■ Supplied entries:

● ● ● ● ●

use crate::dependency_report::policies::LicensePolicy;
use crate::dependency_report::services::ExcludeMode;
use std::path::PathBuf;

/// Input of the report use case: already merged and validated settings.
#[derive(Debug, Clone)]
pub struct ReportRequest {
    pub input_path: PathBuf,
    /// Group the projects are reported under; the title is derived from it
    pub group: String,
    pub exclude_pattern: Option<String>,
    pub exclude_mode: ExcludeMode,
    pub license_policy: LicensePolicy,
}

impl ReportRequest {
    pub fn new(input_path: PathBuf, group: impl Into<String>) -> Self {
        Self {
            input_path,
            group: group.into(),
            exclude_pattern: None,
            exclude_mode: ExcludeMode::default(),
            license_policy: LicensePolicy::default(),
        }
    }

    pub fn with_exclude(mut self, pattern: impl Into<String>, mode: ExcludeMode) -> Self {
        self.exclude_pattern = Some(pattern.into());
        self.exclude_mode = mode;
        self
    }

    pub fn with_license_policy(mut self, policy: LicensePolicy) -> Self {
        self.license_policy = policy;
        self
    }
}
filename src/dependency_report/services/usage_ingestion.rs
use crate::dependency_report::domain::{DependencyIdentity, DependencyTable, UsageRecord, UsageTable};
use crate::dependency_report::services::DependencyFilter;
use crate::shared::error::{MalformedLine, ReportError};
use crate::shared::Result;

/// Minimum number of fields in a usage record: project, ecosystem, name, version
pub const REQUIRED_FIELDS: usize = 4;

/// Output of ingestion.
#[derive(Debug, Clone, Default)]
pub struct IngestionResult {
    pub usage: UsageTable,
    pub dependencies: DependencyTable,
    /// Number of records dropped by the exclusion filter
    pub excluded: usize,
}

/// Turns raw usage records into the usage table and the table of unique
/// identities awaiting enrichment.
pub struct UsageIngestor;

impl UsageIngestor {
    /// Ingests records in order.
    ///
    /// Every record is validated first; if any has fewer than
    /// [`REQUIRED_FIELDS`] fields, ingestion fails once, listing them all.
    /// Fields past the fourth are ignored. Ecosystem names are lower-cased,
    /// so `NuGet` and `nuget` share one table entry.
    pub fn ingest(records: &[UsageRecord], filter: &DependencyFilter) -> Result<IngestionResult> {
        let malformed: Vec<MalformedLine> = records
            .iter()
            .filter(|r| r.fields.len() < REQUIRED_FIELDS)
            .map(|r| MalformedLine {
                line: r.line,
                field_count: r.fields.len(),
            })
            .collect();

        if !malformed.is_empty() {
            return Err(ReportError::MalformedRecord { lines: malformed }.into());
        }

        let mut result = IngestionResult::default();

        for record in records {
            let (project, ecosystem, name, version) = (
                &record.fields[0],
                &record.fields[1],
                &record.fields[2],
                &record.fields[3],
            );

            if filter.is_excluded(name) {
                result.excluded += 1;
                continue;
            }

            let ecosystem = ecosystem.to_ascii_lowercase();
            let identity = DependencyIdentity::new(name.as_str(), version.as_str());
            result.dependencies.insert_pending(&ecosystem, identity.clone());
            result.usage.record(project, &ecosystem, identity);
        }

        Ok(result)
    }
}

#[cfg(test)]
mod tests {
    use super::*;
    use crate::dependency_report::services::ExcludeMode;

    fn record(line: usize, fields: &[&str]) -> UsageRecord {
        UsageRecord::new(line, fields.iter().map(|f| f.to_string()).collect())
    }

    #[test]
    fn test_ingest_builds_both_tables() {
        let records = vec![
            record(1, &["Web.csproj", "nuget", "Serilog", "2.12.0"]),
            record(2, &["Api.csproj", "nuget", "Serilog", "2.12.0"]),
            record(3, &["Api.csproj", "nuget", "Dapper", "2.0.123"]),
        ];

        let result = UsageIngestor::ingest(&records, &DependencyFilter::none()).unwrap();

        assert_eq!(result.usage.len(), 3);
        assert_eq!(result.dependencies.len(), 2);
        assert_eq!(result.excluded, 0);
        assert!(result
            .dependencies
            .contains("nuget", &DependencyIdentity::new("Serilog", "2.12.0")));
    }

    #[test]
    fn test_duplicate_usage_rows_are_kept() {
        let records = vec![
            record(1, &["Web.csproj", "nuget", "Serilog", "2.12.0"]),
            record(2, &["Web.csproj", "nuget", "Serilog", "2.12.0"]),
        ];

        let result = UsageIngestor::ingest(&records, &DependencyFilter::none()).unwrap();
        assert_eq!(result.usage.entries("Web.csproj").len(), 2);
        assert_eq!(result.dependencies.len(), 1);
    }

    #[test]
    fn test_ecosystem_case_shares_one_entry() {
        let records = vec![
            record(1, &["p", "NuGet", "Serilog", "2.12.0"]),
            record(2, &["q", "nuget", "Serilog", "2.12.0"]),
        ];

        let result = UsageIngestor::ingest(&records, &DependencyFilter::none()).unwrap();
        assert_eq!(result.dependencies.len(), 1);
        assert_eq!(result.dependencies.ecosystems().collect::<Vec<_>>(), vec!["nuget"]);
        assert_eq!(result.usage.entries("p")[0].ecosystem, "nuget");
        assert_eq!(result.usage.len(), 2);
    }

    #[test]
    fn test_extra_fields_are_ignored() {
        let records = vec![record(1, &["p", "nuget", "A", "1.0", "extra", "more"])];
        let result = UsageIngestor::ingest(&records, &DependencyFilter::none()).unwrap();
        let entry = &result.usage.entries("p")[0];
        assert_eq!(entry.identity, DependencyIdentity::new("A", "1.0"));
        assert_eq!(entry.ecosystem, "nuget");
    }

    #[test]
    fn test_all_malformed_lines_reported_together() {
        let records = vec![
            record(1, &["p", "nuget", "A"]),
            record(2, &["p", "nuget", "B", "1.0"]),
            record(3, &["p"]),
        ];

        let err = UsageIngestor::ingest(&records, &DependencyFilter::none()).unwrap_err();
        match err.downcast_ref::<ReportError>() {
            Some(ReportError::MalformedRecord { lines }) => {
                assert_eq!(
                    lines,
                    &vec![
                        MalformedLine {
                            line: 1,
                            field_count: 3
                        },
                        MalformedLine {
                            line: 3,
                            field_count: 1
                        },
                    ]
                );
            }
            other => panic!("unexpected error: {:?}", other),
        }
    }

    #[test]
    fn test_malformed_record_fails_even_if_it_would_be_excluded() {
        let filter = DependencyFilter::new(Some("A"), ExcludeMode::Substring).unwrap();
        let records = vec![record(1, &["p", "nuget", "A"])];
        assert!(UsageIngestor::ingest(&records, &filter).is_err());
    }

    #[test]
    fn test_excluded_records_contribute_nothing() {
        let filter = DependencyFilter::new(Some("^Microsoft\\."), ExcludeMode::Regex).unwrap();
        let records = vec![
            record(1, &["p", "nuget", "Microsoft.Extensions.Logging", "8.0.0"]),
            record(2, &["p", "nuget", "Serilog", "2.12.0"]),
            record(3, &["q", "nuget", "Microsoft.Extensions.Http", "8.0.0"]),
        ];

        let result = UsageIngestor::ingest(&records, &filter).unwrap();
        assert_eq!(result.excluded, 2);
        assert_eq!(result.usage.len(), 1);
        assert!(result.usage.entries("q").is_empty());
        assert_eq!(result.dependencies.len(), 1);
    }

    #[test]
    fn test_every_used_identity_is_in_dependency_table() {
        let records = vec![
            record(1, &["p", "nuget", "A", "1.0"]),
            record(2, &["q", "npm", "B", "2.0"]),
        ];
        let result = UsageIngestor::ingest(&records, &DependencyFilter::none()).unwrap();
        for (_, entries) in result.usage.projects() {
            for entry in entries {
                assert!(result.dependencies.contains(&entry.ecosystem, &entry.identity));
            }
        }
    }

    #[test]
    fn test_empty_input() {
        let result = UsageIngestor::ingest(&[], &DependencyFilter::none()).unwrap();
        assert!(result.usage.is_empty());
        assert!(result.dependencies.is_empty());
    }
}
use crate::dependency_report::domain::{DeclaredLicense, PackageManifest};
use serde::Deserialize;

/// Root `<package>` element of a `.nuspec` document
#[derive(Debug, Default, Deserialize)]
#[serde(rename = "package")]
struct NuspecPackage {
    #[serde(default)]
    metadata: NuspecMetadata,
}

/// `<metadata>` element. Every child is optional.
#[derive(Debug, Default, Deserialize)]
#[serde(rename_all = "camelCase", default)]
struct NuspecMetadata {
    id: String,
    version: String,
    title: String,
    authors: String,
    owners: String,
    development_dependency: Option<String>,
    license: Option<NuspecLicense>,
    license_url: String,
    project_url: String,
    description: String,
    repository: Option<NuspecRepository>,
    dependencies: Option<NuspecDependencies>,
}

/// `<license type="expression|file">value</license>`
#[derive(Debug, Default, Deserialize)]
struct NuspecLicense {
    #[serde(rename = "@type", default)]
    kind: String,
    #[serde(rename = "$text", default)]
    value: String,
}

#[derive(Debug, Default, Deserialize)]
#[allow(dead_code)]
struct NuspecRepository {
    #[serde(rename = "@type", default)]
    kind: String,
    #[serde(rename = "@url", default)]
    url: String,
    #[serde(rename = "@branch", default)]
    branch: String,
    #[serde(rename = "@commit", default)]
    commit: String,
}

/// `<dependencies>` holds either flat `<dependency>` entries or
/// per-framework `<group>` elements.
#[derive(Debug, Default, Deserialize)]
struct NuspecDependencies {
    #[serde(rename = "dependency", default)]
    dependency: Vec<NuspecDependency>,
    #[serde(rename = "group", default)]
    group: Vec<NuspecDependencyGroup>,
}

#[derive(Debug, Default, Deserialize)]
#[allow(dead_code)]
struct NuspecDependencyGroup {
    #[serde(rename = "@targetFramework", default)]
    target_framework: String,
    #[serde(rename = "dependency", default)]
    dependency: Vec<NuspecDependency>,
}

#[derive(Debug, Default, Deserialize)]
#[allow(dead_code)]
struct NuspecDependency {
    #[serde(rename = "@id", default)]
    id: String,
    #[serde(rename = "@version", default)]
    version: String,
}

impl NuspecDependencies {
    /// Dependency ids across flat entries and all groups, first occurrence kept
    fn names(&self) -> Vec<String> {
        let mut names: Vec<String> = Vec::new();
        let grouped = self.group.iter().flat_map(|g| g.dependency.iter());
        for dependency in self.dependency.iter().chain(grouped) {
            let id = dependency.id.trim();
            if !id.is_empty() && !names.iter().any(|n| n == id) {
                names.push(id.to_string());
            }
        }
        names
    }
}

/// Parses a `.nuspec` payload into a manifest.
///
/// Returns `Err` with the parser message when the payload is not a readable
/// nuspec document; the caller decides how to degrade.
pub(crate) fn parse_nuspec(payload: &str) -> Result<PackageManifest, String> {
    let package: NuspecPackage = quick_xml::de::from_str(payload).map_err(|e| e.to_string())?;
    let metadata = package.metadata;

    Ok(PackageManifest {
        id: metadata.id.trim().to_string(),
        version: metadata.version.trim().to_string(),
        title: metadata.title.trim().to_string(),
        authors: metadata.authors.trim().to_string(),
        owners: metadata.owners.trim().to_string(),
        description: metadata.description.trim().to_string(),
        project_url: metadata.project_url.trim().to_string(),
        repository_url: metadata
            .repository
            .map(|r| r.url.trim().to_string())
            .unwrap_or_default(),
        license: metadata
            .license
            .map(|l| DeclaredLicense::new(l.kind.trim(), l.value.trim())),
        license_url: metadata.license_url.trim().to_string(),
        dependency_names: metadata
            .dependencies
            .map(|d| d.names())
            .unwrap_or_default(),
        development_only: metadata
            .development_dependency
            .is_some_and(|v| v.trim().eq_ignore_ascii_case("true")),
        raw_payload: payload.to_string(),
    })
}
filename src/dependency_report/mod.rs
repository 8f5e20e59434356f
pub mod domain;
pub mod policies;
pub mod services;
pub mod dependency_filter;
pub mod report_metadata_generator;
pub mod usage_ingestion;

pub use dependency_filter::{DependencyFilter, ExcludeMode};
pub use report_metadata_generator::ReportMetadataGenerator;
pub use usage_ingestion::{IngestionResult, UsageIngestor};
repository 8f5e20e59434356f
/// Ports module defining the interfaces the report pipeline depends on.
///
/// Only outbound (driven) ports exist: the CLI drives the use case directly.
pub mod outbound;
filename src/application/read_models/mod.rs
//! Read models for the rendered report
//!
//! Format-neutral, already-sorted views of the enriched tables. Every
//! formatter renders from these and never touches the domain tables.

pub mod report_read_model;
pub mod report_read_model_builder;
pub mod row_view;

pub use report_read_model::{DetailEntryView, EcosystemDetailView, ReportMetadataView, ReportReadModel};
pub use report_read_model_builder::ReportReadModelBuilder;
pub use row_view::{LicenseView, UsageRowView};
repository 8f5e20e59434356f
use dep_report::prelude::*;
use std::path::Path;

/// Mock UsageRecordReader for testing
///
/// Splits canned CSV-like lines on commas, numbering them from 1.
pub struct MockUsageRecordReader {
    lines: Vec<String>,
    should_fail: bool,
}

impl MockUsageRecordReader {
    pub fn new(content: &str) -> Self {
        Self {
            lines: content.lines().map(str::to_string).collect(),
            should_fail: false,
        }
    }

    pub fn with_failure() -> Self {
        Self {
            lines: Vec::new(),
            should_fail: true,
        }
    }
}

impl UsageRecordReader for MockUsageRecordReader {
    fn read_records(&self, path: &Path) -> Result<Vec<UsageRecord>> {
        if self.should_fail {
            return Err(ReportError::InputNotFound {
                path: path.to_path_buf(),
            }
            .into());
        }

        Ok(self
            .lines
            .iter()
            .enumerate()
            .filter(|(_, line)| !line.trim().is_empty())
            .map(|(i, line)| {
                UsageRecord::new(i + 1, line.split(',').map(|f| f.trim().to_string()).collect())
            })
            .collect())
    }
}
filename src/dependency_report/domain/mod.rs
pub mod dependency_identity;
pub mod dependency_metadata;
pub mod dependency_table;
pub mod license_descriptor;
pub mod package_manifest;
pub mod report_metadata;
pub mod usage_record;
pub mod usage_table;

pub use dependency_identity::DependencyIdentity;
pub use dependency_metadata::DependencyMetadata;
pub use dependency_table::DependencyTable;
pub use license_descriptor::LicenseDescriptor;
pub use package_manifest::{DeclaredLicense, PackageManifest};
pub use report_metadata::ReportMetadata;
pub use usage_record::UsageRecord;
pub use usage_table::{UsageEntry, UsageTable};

● ● ● ● ●

■ Assignment: What is needed is each line from the records with the word "validated" in it.

■ Task result:
/// Input of the report use case: already merged and validated settings.
    /// Every record is validated first; if any has fewer than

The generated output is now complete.